■ **Work instruction**: Every line below between the line holding "use crate::errors::AppError;" and the line holding "single JSON object", inclusive, should be repeated exactly, and all other lines omitted.
**** Dataset extract
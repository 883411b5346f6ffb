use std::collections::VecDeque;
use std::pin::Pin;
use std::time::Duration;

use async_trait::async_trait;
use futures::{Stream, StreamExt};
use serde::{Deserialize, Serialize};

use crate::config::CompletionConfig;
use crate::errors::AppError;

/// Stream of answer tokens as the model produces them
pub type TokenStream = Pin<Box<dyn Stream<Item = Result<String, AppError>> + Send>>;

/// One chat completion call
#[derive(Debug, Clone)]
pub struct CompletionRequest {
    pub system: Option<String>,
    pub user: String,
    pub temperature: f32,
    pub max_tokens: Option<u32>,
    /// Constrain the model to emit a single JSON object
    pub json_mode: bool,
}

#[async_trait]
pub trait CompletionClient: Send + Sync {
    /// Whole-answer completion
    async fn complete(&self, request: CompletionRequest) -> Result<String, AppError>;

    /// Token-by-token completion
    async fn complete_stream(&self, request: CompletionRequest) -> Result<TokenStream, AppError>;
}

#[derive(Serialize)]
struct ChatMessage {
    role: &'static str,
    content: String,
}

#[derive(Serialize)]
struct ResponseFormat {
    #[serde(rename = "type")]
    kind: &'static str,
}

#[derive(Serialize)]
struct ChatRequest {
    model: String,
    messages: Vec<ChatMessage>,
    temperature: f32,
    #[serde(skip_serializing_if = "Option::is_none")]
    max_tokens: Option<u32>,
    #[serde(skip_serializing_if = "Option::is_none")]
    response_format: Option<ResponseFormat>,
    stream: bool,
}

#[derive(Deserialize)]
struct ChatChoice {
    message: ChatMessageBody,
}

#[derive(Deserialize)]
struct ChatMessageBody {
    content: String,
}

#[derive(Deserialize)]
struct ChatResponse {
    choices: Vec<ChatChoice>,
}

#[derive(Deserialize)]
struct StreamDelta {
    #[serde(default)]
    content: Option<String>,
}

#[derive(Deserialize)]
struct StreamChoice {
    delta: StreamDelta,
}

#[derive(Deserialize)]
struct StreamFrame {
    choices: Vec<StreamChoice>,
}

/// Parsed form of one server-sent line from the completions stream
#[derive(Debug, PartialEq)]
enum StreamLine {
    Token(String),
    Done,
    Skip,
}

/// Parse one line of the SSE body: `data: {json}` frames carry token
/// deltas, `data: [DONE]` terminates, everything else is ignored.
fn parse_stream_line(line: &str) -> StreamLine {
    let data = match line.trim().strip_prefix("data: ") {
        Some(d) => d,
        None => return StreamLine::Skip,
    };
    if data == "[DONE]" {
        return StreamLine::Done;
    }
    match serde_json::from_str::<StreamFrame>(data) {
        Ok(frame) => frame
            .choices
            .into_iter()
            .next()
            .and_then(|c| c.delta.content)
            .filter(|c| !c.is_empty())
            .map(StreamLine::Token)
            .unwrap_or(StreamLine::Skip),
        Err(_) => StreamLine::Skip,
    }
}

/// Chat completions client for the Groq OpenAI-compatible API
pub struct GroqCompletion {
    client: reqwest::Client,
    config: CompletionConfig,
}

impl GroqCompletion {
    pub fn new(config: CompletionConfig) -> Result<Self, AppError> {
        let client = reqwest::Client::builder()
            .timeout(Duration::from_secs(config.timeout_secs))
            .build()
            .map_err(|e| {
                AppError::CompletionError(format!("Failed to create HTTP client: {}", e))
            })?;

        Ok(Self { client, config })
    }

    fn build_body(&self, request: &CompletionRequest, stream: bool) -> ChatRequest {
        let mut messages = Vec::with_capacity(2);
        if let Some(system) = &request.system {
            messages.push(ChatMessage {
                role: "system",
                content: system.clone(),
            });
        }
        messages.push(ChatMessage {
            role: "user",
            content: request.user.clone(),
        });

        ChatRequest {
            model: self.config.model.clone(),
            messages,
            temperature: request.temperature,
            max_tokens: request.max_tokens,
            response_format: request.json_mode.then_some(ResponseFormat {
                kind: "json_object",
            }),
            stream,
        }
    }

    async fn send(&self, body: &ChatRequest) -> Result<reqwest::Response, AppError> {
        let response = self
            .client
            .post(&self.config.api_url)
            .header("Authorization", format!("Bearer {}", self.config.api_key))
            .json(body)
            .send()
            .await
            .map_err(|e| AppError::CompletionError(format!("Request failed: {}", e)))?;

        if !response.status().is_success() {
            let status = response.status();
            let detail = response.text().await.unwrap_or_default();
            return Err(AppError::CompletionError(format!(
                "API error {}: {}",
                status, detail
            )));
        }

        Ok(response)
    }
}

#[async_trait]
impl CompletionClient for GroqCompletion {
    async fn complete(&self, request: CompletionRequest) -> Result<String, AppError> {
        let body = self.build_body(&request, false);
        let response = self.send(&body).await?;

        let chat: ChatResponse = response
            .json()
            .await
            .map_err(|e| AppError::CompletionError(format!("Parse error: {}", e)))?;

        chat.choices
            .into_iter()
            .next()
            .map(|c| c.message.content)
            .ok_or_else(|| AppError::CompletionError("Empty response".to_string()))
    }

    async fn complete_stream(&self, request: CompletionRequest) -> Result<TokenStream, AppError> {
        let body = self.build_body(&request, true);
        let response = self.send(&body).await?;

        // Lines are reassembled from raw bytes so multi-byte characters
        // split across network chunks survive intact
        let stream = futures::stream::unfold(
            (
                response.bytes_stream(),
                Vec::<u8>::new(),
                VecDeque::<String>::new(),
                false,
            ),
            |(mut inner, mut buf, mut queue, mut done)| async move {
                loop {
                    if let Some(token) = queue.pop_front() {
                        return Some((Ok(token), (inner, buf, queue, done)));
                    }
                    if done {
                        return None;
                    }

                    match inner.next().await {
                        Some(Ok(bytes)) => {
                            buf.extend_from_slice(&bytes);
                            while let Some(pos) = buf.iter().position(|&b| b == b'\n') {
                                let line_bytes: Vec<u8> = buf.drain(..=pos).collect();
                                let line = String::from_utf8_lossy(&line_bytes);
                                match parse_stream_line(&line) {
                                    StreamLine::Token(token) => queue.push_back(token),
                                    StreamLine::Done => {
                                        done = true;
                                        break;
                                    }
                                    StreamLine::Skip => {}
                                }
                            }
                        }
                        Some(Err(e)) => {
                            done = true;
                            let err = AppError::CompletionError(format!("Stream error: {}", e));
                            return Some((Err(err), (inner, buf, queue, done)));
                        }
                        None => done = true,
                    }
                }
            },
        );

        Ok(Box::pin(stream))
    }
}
********
■ **Solution to the problem**:
use crate::errors::AppError;

/// Stream of answer tokens as the model produces them
pub type TokenStream = Pin<Box<dyn Stream<Item = Result<String, AppError>> + Send>>;

/// One chat completion call
#[derive(Debug, Clone)]
pub struct CompletionRequest {
    pub system: Option<String>,
    pub user: String,
    pub temperature: f32,
    pub max_tokens: Option<u32>,
    /// Constrain the model to emit a single JSON object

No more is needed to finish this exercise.